- _Source records_
════════

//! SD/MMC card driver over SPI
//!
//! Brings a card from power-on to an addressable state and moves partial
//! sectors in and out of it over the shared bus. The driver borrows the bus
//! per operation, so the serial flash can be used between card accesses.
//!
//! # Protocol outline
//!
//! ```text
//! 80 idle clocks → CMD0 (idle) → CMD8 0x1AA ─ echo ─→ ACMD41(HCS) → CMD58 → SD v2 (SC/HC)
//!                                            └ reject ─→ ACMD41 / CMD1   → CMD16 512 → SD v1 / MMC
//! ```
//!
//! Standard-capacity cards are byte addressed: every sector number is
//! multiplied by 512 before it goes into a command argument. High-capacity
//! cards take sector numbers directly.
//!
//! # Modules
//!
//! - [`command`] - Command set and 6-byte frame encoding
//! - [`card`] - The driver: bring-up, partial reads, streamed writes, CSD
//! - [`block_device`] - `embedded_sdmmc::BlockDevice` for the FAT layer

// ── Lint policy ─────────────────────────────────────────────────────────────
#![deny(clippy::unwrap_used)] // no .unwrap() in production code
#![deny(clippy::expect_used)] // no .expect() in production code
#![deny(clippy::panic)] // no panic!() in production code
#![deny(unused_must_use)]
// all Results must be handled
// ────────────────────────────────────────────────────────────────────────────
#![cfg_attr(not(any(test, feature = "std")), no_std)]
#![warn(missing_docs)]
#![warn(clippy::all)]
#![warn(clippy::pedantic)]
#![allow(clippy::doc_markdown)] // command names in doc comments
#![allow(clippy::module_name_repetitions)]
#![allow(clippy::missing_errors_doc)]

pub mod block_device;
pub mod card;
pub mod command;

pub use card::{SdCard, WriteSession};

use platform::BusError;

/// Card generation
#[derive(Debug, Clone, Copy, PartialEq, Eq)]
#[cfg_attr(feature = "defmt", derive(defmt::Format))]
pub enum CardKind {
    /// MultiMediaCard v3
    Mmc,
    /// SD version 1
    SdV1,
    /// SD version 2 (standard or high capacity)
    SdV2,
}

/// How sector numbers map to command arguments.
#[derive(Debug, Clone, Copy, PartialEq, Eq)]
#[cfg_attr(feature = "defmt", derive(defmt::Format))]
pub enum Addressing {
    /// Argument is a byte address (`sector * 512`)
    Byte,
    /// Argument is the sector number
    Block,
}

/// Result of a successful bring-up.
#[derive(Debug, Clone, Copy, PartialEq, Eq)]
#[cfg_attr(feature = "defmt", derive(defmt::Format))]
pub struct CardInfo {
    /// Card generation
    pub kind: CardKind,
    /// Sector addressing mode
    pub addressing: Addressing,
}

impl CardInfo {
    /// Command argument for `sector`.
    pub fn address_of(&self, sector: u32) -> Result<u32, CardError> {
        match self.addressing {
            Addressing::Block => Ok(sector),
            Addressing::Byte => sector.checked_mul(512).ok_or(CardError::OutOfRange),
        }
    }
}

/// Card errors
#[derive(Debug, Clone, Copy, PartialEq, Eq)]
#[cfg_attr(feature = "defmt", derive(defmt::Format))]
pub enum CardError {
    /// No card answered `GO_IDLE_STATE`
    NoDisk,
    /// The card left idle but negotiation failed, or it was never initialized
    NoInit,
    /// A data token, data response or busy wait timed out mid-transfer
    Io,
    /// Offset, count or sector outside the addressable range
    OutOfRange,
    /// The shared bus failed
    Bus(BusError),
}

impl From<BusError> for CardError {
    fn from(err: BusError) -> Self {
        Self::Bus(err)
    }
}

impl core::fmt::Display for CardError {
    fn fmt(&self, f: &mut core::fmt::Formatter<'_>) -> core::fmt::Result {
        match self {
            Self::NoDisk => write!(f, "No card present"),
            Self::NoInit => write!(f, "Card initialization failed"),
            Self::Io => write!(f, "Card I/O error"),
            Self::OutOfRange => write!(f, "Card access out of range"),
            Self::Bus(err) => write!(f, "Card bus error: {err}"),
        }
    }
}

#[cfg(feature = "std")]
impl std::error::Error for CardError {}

════════

- _Required action_
Please restate the records word for word. Go from the first line to the line with "between card accesses." and include both.

- _Result_
//! SD/MMC card driver over SPI
//!
//! Brings a card from power-on to an addressable state and moves partial
//! sectors in and out of it over the shared bus. The driver borrows the bus
//! per operation, so the serial flash can be used between card accesses.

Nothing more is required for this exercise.